The present invention relates to face detection, and more particularly, to an apparatus and method for detecting face and eye position in a two-dimensional digital image including a face.

In a system for receiving a human face image as a 2D digital image and outputting various responses, a technique for detecting a face and an eye position is a basic technology. For example, the basic technology in the configuration of a facial recognition system or a drowsiness recognition system in a car recently applied to a security system is a technique for detecting the position of a face. In the case of the drowsiness recognition system, there are a number of patents for a method of not using a face image, but it is cumbersome, such as attaching a separate additional device in actual use.

Thanks to the development of digital technology, various image processing and information extraction become easy through digital image processing, so that face image is accepted as digital image and processed and processed using dedicated hardware or computer. Facial expression is detected, eye detection or eye blink is detected. Digital technology is in the spotlight because it is more flexible than conventional data extraction by analog circuits and can acquire more diverse information. However, as the resolution of the image increases, more powerful computing power is required, and the increase in cost is inevitably a problem that occurs in digital processing technology. Therefore, in the digital image processing, obtaining a result with less computation amount is a very important problem.

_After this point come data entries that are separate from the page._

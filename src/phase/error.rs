//! Phase failure classification
//!
//! One variant per way a single agent invocation (or its quality gates) can
//! fail. The retry controller decides what to do with each; the helpers here
//! only classify.

use std::time::Duration;

use thiserror::Error;

use super::summary::SummaryError;

/// Errors from running one phase attempt
#[derive(Debug, Error)]
pub enum PhaseError {
    #[error("timed out after {0:?}")]
    Timeout(Duration),

    #[error("agent exited with status {code}: {tail}")]
    NonZeroExit { code: i32, tail: String },

    #[error("agent rate limited: {tail}")]
    RateLimited { tail: String },

    #[error("malformed summary block: {0}")]
    MalformedOutput(#[from] SummaryError),

    #[error("agent declared the phase blocked: {notes}")]
    Blocked { notes: String },

    #[error("quality gate '{gate}' failed with status {code}: {tail}")]
    GateFailed { gate: String, code: i32, tail: String },

    #[error("failed to launch agent: {0}")]
    Spawn(std::io::Error),
}

impl PhaseError {
    pub fn is_rate_limited(&self) -> bool {
        matches!(self, Self::RateLimited { .. })
    }

    /// Transient failures worth another attempt with backoff
    ///
    /// Rate limits are handled by the model-fallback path and malformed
    /// output by the retry-once rule, so neither is listed here. A blocked
    /// declaration or a spawn failure will not improve on retry.
    pub fn is_retryable(&self) -> bool {
        matches!(self, Self::Timeout(_) | Self::NonZeroExit { .. } | Self::GateFailed { .. })
    }

    /// Failure output to feed into the next attempt's prompt
    pub fn retry_context(&self) -> Option<&str> {
        match self {
            Self::NonZeroExit { tail, .. } => Some(tail),
            Self::RateLimited { tail } => Some(tail),
            Self::GateFailed { tail, .. } => Some(tail),
            _ => None,
        }
    }

    /// One-line description without the output tail, for status lines and
    /// work-log entries
    pub fn brief(&self) -> String {
        match self {
            Self::Timeout(d) => format!("timed out after {}s", d.as_secs()),
            Self::NonZeroExit { code, .. } => format!("exit status {code}"),
            Self::RateLimited { .. } => "rate limited".to_string(),
            Self::MalformedOutput(e) => format!("malformed summary: {e}"),
            Self::Blocked { notes } => format!("blocked: {notes}"),
            Self::GateFailed { gate, code, .. } => format!("{gate} gate failed with status {code}"),
            Self::Spawn(e) => format!("failed to launch agent: {e}"),
        }
    }
}

/// Spot rate-limit refusals in agent output
///
/// The agent is a black box that only hands back text and an exit status, so
/// classification is by marker. Checked case-insensitively against combined
/// stdout and stderr.
pub fn looks_rate_limited(output: &str) -> bool {
    let lower = output.to_lowercase();
    ["rate limit", "rate_limit", "rate-limit", "429", "overloaded"]
        .iter()
        .any(|marker| lower.contains(marker))
}

/// Last `max` characters of a string, on a char boundary
pub fn output_tail(s: &str, max: usize) -> String {
    let count = s.chars().count();
    if count <= max {
        return s.to_string();
    }
    s.chars().skip(count - max).collect()
}

#[cfg(test)]
mod tests {
    use super::*;

    #[test]
    fn test_retryable_classification() {
        assert!(PhaseError::Timeout(Duration::from_secs(1)).is_retryable());
        assert!(
            PhaseError::NonZeroExit {
                code: 1,
                tail: String::new()
            }
            .is_retryable()
        );
        assert!(
            PhaseError::GateFailed {
                gate: "test".to_string(),
                code: 1,
                tail: String::new()
            }
            .is_retryable()
        );
        assert!(!PhaseError::RateLimited { tail: String::new() }.is_retryable());
        assert!(
            !PhaseError::Blocked {
                notes: String::new()
            }
            .is_retryable()
        );
        assert!(!PhaseError::Spawn(std::io::Error::other("gone")).is_retryable());
    }

    #[test]
    fn test_brief_drops_the_tail() {
        let err = PhaseError::NonZeroExit {
            code: 2,
            tail: "x".repeat(2000),
        };
        assert_eq!(err.brief(), "exit status 2");

        let err = PhaseError::GateFailed {
            gate: "test".to_string(),
            code: 101,
            tail: "x".repeat(2000),
        };
        assert_eq!(err.brief(), "test gate failed with status 101");
    }

    #[test]
    fn test_rate_limit_markers() {
        assert!(looks_rate_limited("Error: rate limit exceeded"));
        assert!(looks_rate_limited("HTTP 429 Too Many Requests"));
        assert!(looks_rate_limited("api_error: Overloaded"));
        assert!(looks_rate_limited("RATE_LIMIT_ERROR"));
        assert!(!looks_rate_limited("test failed: expected 4, got 2"));
    }

    #[test]
    fn test_output_tail() {
        assert_eq!(output_tail("hello", 10), "hello");
        assert_eq!(output_tail("hello world", 5), "world");
        // Multi-byte chars stay intact
        assert_eq!(output_tail("日本語のテキスト", 3), "キスト");
    }

    #[test]
    fn test_retry_context() {
        let err = PhaseError::GateFailed {
            gate: "lint".to_string(),
            code: 2,
            tail: "unused variable".to_string(),
        };
        assert_eq!(err.retry_context(), Some("unused variable"));
        assert_eq!(PhaseError::Timeout(Duration::from_secs(1)).retry_context(), None);
    }
}
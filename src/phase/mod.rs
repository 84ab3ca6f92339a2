//! Phase definitions and execution
//!
//! A phase is one discrete step of the task pipeline, run as a single
//! external agent invocation under a wall-clock timeout. The executor is a
//! pure "run once" primitive; retry and fallback policy live in the retry
//! controller.

mod definition;
mod error;
mod executor;
mod summary;

pub use definition::{PhaseDef, PhaseName};
pub use error::{PhaseError, looks_rate_limited, output_tail};
pub use executor::{InvocationRecord, PhaseExecution, PhaseExecutor};
pub use summary::{PhaseSummary, SummaryError, SummaryStatus, parse_summary};
//! doyaken - agent phase pipeline orchestrator
//!
//! CLI entry point for claiming markdown tasks and driving them through
//! the phase pipeline.

use std::fs;
use std::path::{Path, PathBuf};
use std::process::ExitCode;
use std::sync::Arc;
use std::time::Duration;

use clap::{CommandFactory, Parser};
use eyre::{Context, Result, eyre};
use tokio::sync::watch;
use tracing::info;
use uuid::Uuid;

use doyaken::agent::{AgentInvoker, CommandInvoker};
use doyaken::cli::{Cli, Command, ListScope, OutputFormat};
use doyaken::config::{Config, find_workspace};
use doyaken::lock::LockInfo;
use doyaken::pipeline::{PipelineRunner, RunPlan, Session};
use doyaken::report::{Reporter, Verbosity};
use doyaken::task::{TaskStatus, TaskStore};

fn setup_logging(verbose: bool) -> Result<()> {
    let log_dir = dirs::data_local_dir()
        .unwrap_or_else(|| PathBuf::from("."))
        .join("doyaken")
        .join("logs");

    fs::create_dir_all(&log_dir).context("Failed to create log directory")?;

    // Diagnostics go to the log file; stdout stays clean for the reporter
    let level = if verbose { tracing::Level::DEBUG } else { tracing::Level::INFO };
    let log_file = fs::File::create(log_dir.join("doyaken.log")).context("Failed to create log file")?;

    tracing_subscriber::fmt()
        .with_writer(log_file)
        .with_ansi(false)
        .with_env_filter(tracing_subscriber::EnvFilter::from_default_env().add_directive(level.into()))
        .init();

    info!(verbose, "logging initialized");
    Ok(())
}

#[tokio::main]
async fn main() -> ExitCode {
    let cli = Cli::parse();

    if let Err(e) = setup_logging(cli.verbose) {
        eprintln!("Error: {e:#}");
        return ExitCode::FAILURE;
    }

    match dispatch(cli).await {
        Ok(code) => code,
        Err(e) => {
            eprintln!("Error: {e:#}");
            ExitCode::FAILURE
        }
    }
}

async fn dispatch(cli: Cli) -> Result<ExitCode> {
    let verbosity = Verbosity::from_flags(cli.verbose, cli.quiet);

    match cli.command {
        Some(Command::Run {
            count,
            task,
            dry_run,
            model,
            agent,
        }) => {
            let workspace = require_workspace()?;
            let config = match load_config(cli.config.as_deref(), &workspace, model, agent) {
                Ok(config) => config,
                Err(e) => return Ok(config_error(e)),
            };
            cmd_run(config, workspace, RunPlan { count, task, dry_run }, verbosity).await
        }
        Some(Command::List { scope, format }) => {
            let workspace = require_workspace()?;
            let config = match load_config(cli.config.as_deref(), &workspace, None, None) {
                Ok(config) => config,
                Err(e) => return Ok(config_error(e)),
            };
            cmd_list(&config, &workspace, scope, format)
        }
        Some(Command::Init) => cmd_init(),
        None => {
            Cli::command().print_help()?;
            Ok(ExitCode::SUCCESS)
        }
    }
}

/// Walk up from the current directory to the project root
fn require_workspace() -> Result<PathBuf> {
    let cwd = std::env::current_dir().context("Failed to read the current directory")?;
    find_workspace(&cwd).ok_or_else(|| {
        eyre!(
            "no .doyaken workspace found above {} (run `dk init` to create one)",
            cwd.display()
        )
    })
}

/// File chain, then environment, then CLI flags on top
fn load_config(
    explicit: Option<&Path>,
    workspace: &Path,
    model: Option<String>,
    agent: Option<String>,
) -> Result<Config> {
    let mut config = Config::load(explicit, workspace)?;
    config.apply_env()?;
    if let Some(model) = model {
        config.agent.model = Some(model);
    }
    if let Some(agent) = agent {
        config.agent.command = agent;
    }
    config.validate()?;
    Ok(config)
}

/// Broken configuration is fatal before any task is touched
fn config_error(e: eyre::Report) -> ExitCode {
    eprintln!("Configuration error: {e:#}");
    ExitCode::from(2)
}

/// Process tasks through the pipeline
async fn cmd_run(config: Config, workspace: PathBuf, plan: RunPlan, verbosity: Verbosity) -> Result<ExitCode> {
    let invoker: Arc<dyn AgentInvoker> =
        Arc::new(CommandInvoker::new(config.agent.command.clone(), config.agent.args.clone()));
    let reporter = Reporter::new(verbosity);
    let agent_id = format!("dk-{}", Uuid::now_v7().simple());

    // First ctrl-c stops between phases (or kills the in-flight
    // invocation); the task stays in doing for a later resume
    let (cancel_tx, cancel_rx) = watch::channel(false);
    tokio::spawn(async move {
        if tokio::signal::ctrl_c().await.is_ok() {
            let _ = cancel_tx.send(true);
        }
    });

    let runner = PipelineRunner::new(config, workspace, invoker, reporter, agent_id, cancel_rx);
    let summary = Session::new(runner).run(&plan).await?;

    info!(done = summary.done, aborted = summary.aborted, cancelled = summary.cancelled, "session finished");

    if summary.cancelled {
        // Conventional interrupt exit status
        return Ok(ExitCode::from(130));
    }
    if summary.aborted > 0 {
        return Ok(ExitCode::FAILURE);
    }
    Ok(ExitCode::SUCCESS)
}

/// Show store contents, with claim details for tasks in doing
fn cmd_list(config: &Config, workspace: &Path, scope: ListScope, format: OutputFormat) -> Result<ExitCode> {
    let store = TaskStore::new(workspace, config.lock.staleness());
    let statuses: Vec<TaskStatus> = match scope {
        ListScope::Todo => vec![TaskStatus::Todo],
        ListScope::Doing => vec![TaskStatus::Doing],
        ListScope::Done => vec![TaskStatus::Done],
        ListScope::All => TaskStatus::ALL.to_vec(),
    };

    match format {
        OutputFormat::Json => {
            let mut tasks = Vec::new();
            for status in &statuses {
                for desc in store.list(*status)? {
                    let file = store.read(&desc)?;
                    let mut entry = serde_json::json!({
                        "id": desc.id.to_string(),
                        "status": status.dir_name(),
                        "title": file.title(),
                    });
                    if *status == TaskStatus::Doing
                        && let Some(lock) = store.locks().inspect(&desc.id)?
                    {
                        entry["lock"] = serde_json::json!({
                            "holder": lock.holder(),
                            "age_secs": lock.age.as_secs(),
                            "stale": lock.stale,
                            "holder_alive": lock.holder_alive,
                        });
                    }
                    tasks.push(entry);
                }
            }
            println!("{}", serde_json::to_string_pretty(&serde_json::json!({ "tasks": tasks }))?);
        }
        OutputFormat::Text => {
            let mut any = false;
            for status in &statuses {
                let descs = store.list(*status)?;
                if descs.is_empty() {
                    continue;
                }
                if any {
                    println!();
                }
                any = true;
                println!("{status}:");
                for desc in descs {
                    let title = store.read(&desc)?.title().unwrap_or("(untitled)").to_string();
                    match store.locks().inspect(&desc.id)? {
                        Some(lock) if *status == TaskStatus::Doing => {
                            println!("  {}  {}  [{}]", desc.id, title, lock_note(&lock));
                        }
                        _ => println!("  {}  {}", desc.id, title),
                    }
                }
            }
            if !any {
                println!("No tasks found.");
            }
        }
    }

    Ok(ExitCode::SUCCESS)
}

fn lock_note(lock: &LockInfo) -> String {
    let mut note = format!("claimed by {} {} ago", lock.holder(), format_age(lock.age));
    if lock.stale {
        note.push_str(", stale");
    } else if lock.holder_alive == Some(false) {
        note.push_str(", holder dead");
    }
    note
}

fn format_age(age: Duration) -> String {
    let secs = age.as_secs();
    if secs >= 3600 {
        format!("{}h", secs / 3600)
    } else if secs >= 60 {
        format!("{}m", secs / 60)
    } else {
        format!("{secs}s")
    }
}

/// Create the workspace skeleton in the current directory
fn cmd_init() -> Result<ExitCode> {
    let cwd = std::env::current_dir().context("Failed to read the current directory")?;
    let root = cwd.join(".doyaken");
    let fresh = !root.is_dir();

    let store = TaskStore::new(&cwd, Config::default().lock.staleness());
    store.ensure_layout()?;
    for dir in ["runs", "logs", "prompts"] {
        fs::create_dir_all(root.join(dir))?;
    }

    let manifest = root.join("doyaken.yml");
    if !manifest.exists() {
        fs::write(&manifest, MANIFEST_TEMPLATE)?;
    }

    if fresh {
        println!("Initialized doyaken workspace at {}", root.display());
    } else {
        println!("Workspace already initialized at {}", root.display());
    }
    println!();
    println!("Next steps:");
    println!("  1. Review {}", manifest.display());
    println!("  2. Drop task files into {}", root.join("tasks").join("todo").display());
    println!("  3. Run `dk run`");

    Ok(ExitCode::SUCCESS)
}

/// Starter manifest written by `dk init`
const MANIFEST_TEMPLATE: &str = r#"# doyaken project configuration
#
# Settings here override the global file at ~/.config/doyaken/doyaken.yml.
# Every key is optional; the values below are the built-in defaults.

agent:
  # Command invoked once per phase, prompt delivered on stdin
  command: claude
  args: ["-p"]
  # Fallback ladder walked on rate limits, strongest first
  models: [opus, sonnet, haiku]
  # Pin one model and disable fallback
  # model: sonnet

retry:
  max-attempts: 3
  backoff-base-ms: 1000
  backoff-cap-ms: 60000

phases:
  # Optional phases to leave out (expand and docs qualify)
  skip: [expand]
  # Per-phase timeout overrides in milliseconds
  # timeouts-ms:
  #   implement: 1800000

lock:
  # Age in seconds after which another run may break a claim
  staleness-secs: 3600

gates:
  # Shell commands run after the test, review, and verify phases; a
  # non-zero exit fails the phase
  # build: cargo build
  # test: cargo test
  # lint: cargo clippy -- -D warnings
  # format: cargo fmt --check
  timeout-ms: 600000
"#;
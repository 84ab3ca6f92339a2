//! Configuration types and layered loading
//!
//! Precedence, lowest to highest: built-in defaults, the global file
//! (`~/.config/doyaken/doyaken.yml`), the project manifest
//! (`.doyaken/doyaken.yml`), `DOYAKEN_*` environment variables, CLI flags.
//! Files are deep-merged as YAML mappings before deserialization so a
//! project manifest can override single keys. An explicit `--config` path
//! replaces the file chain entirely.

use std::collections::BTreeMap;
use std::fs;
use std::path::{Path, PathBuf};
use std::time::Duration;

use eyre::{Context, Result, eyre};
use serde::{Deserialize, Serialize};
use serde_yaml::Value;
use tracing::{debug, info};

use crate::gates::Gate;
use crate::phase::{PhaseDef, PhaseName};

/// Main doyaken configuration
#[derive(Debug, Clone, Default, Serialize, Deserialize)]
#[serde(default)]
pub struct Config {
    /// External agent invocation
    pub agent: AgentConfig,

    /// Retry and backoff policy
    pub retry: RetryConfig,

    /// Phase skips and timeout overrides
    pub phases: PhasesConfig,

    /// Claim lock behavior
    pub lock: LockConfig,

    /// Quality gate commands
    pub gates: GatesConfig,
}

impl Config {
    /// Load configuration from the file chain
    ///
    /// With an explicit path only that file is read. Otherwise the global
    /// file and the project manifest are merged, project over global.
    /// Unreadable or unparseable files are errors, not warnings; a broken
    /// config must never silently fall back to defaults.
    pub fn load(explicit: Option<&Path>, workspace: &Path) -> Result<Self> {
        if let Some(path) = explicit {
            let config = Self::read_layer(path)?
                .ok_or_else(|| eyre!("config file not found: {}", path.display()))?;
            info!(path = %path.display(), "loaded config");
            return serde_yaml::from_value(config).wrap_err("invalid configuration");
        }

        let mut merged: Option<Value> = None;
        let layers = [
            dirs::config_dir().map(|d| d.join("doyaken").join("doyaken.yml")),
            Some(workspace.join(".doyaken").join("doyaken.yml")),
        ];
        for path in layers.into_iter().flatten() {
            if let Some(layer) = Self::read_layer(&path)? {
                debug!(path = %path.display(), "merged config layer");
                merged = Some(match merged {
                    Some(base) => merge_yaml(base, layer),
                    None => layer,
                });
            }
        }

        match merged {
            Some(value) => serde_yaml::from_value(value).wrap_err("invalid configuration"),
            None => {
                debug!("no config file found, using defaults");
                Ok(Self::default())
            }
        }
    }

    fn read_layer(path: &Path) -> Result<Option<Value>> {
        if !path.exists() {
            return Ok(None);
        }
        let content =
            fs::read_to_string(path).wrap_err_with(|| format!("failed to read config {}", path.display()))?;
        let value =
            serde_yaml::from_str(&content).wrap_err_with(|| format!("failed to parse config {}", path.display()))?;
        Ok(Some(value))
    }

    /// Apply `DOYAKEN_*` environment overrides
    pub fn apply_env(&mut self) -> Result<()> {
        if let Ok(command) = std::env::var("DOYAKEN_AGENT") {
            self.agent.command = command;
        }
        if let Ok(model) = std::env::var("DOYAKEN_MODEL") {
            self.agent.model = Some(model);
        }
        if let Ok(raw) = std::env::var("DOYAKEN_MAX_ATTEMPTS") {
            self.retry.max_attempts = raw
                .parse()
                .map_err(|_| eyre!("DOYAKEN_MAX_ATTEMPTS must be a number, got {raw:?}"))?;
        }
        for phase in PhaseName::ALL {
            let var = phase.env_timeout_var();
            if let Ok(raw) = std::env::var(&var) {
                let secs: u64 = raw.parse().map_err(|_| eyre!("{var} must be seconds, got {raw:?}"))?;
                self.phases.timeouts_ms.insert(phase, secs * 1000);
            }
        }
        Ok(())
    }

    /// Validate configuration before touching any task
    ///
    /// Failures here are fatal at startup (exit code 2).
    pub fn validate(&self) -> Result<()> {
        if self.agent.command.trim().is_empty() {
            return Err(eyre!("agent.command must not be empty"));
        }
        if self.agent.models.is_empty() {
            return Err(eyre!("agent.models must list at least one model"));
        }
        if self.retry.max_attempts == 0 {
            return Err(eyre!("retry.max-attempts must be at least 1"));
        }
        if self.retry.backoff_base_ms == 0 {
            return Err(eyre!("retry.backoff-base-ms must be positive"));
        }
        if self.retry.backoff_cap_ms < self.retry.backoff_base_ms {
            return Err(eyre!("retry.backoff-cap-ms must not be below retry.backoff-base-ms"));
        }
        if self.lock.staleness_secs == 0 {
            return Err(eyre!("lock.staleness-secs must be positive"));
        }
        if self.gates.timeout_ms == 0 {
            return Err(eyre!("gates.timeout-ms must be positive"));
        }
        for phase in &self.phases.skip {
            if !phase.is_skippable() {
                return Err(eyre!("phase {} cannot be skipped", phase.as_str()));
            }
        }
        for (phase, ms) in &self.phases.timeouts_ms {
            if *ms == 0 {
                return Err(eyre!("phases.timeouts-ms.{} must be positive", phase.as_str()));
            }
        }
        Ok(())
    }

    /// Resolved per-phase definitions in pipeline order
    pub fn phase_defs(&self) -> Vec<PhaseDef> {
        PhaseName::ALL
            .into_iter()
            .map(|name| PhaseDef {
                name,
                timeout: self
                    .phases
                    .timeouts_ms
                    .get(&name)
                    .map(|ms| Duration::from_millis(*ms))
                    .unwrap_or_else(|| name.default_timeout()),
                max_attempts: self.retry.max_attempts,
                skip: self.phases.skip.contains(&name),
            })
            .collect()
    }
}

/// External agent invocation settings
#[derive(Debug, Clone, Serialize, Deserialize)]
#[serde(default)]
pub struct AgentConfig {
    /// Agent binary or command name
    pub command: String,

    /// Base arguments, before `--model`
    pub args: Vec<String>,

    /// Explicit starting model; outside the ladder it disables fallback
    pub model: Option<String>,

    /// Fallback ladder, strongest first
    pub models: Vec<String>,
}

impl Default for AgentConfig {
    fn default() -> Self {
        Self {
            command: "claude".to_string(),
            args: vec!["-p".to_string()],
            model: None,
            models: vec!["opus".to_string(), "sonnet".to_string(), "haiku".to_string()],
        }
    }
}

/// Retry and backoff policy
#[derive(Debug, Clone, Serialize, Deserialize)]
#[serde(default)]
pub struct RetryConfig {
    /// Attempt budget per phase
    #[serde(rename = "max-attempts")]
    pub max_attempts: u32,

    /// First backoff delay in milliseconds
    #[serde(rename = "backoff-base-ms")]
    pub backoff_base_ms: u64,

    /// Backoff ceiling in milliseconds
    #[serde(rename = "backoff-cap-ms")]
    pub backoff_cap_ms: u64,
}

impl RetryConfig {
    pub fn backoff_base(&self) -> Duration {
        Duration::from_millis(self.backoff_base_ms)
    }

    pub fn backoff_cap(&self) -> Duration {
        Duration::from_millis(self.backoff_cap_ms)
    }
}

impl Default for RetryConfig {
    fn default() -> Self {
        Self {
            max_attempts: 3,
            backoff_base_ms: 1_000,
            backoff_cap_ms: 60_000,
        }
    }
}

/// Phase skips and timeout overrides
#[derive(Debug, Clone, Serialize, Deserialize)]
#[serde(default)]
pub struct PhasesConfig {
    /// Phases to record as skipped; only EXPAND and DOCS qualify
    pub skip: Vec<PhaseName>,

    /// Per-phase timeout overrides in milliseconds
    #[serde(rename = "timeouts-ms")]
    pub timeouts_ms: BTreeMap<PhaseName, u64>,
}

impl Default for PhasesConfig {
    fn default() -> Self {
        Self {
            skip: vec![PhaseName::Expand],
            timeouts_ms: BTreeMap::new(),
        }
    }
}

/// Claim lock behavior
#[derive(Debug, Clone, Serialize, Deserialize)]
#[serde(default)]
pub struct LockConfig {
    /// Age after which a lock counts as abandoned
    #[serde(rename = "staleness-secs")]
    pub staleness_secs: u64,
}

impl LockConfig {
    pub fn staleness(&self) -> Duration {
        Duration::from_secs(self.staleness_secs)
    }
}

impl Default for LockConfig {
    fn default() -> Self {
        Self { staleness_secs: 3_600 }
    }
}

/// Quality gate commands, run with `sh -c`
///
/// An unset command means the gate is skipped.
#[derive(Debug, Clone, Serialize, Deserialize)]
#[serde(default)]
pub struct GatesConfig {
    pub build: Option<String>,
    pub test: Option<String>,
    pub lint: Option<String>,
    pub format: Option<String>,

    /// Per-command timeout in milliseconds
    #[serde(rename = "timeout-ms")]
    pub timeout_ms: u64,
}

impl GatesConfig {
    pub fn command_for(&self, gate: Gate) -> Option<&str> {
        match gate {
            Gate::Build => self.build.as_deref(),
            Gate::Test => self.test.as_deref(),
            Gate::Lint => self.lint.as_deref(),
            Gate::Format => self.format.as_deref(),
        }
    }

    pub fn timeout(&self) -> Duration {
        Duration::from_millis(self.timeout_ms)
    }
}

impl Default for GatesConfig {
    fn default() -> Self {
        Self {
            build: None,
            test: None,
            lint: None,
            format: None,
            timeout_ms: 600_000,
        }
    }
}

/// Recursive YAML merge, `over` winning; mappings merge key by key
fn merge_yaml(base: Value, over: Value) -> Value {
    match (base, over) {
        (Value::Mapping(mut base), Value::Mapping(over)) => {
            for (key, value) in over {
                let merged = match base.remove(&key) {
                    Some(existing) => merge_yaml(existing, value),
                    None => value,
                };
                base.insert(key, merged);
            }
            Value::Mapping(base)
        }
        (_, over) => over,
    }
}

/// Find the workspace root by walking up from `start` to a directory
/// containing `.doyaken`
pub fn find_workspace(start: &Path) -> Option<PathBuf> {
    let mut dir = start;
    loop {
        if dir.join(".doyaken").is_dir() {
            return Some(dir.to_path_buf());
        }
        dir = dir.parent()?;
    }
}
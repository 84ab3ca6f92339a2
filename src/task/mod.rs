//! Task model and store
//!
//! A task is a markdown file whose ID encodes priority and queue order,
//! living in one of the lifecycle directories (todo/doing/done). The store
//! pairs file moves with claim locks so concurrent orchestrator processes
//! never double-process a task.

mod file;
mod id;
mod store;

pub use file::{Criterion, TaskFile};
pub use id::{InvalidTaskId, TaskId};
pub use store::{StoreError, TaskDescriptor, TaskOutcome, TaskStatus, TaskStore};

pub(crate) use store::atomic_write;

Conventional techniques for finding the position of the face require many computations such as Hough transformation of curve components in neural networks or faces, correlation calculation by a plurality of templates, and most algorithms are developed in computers that are becoming more powerful. Increasingly, more complex algorithms are being developed. However, in practical applications, systems using face detection are not used only in powerful computers, and therefore, development of small and efficient detection algorithms using less computing power is required.

Face position detection and eye position detection are very important in many applications dealing with facial images. In particular, once the position of the eye is determined, the position of the other components of the face can be easily determined by an appropriate proportional relationship.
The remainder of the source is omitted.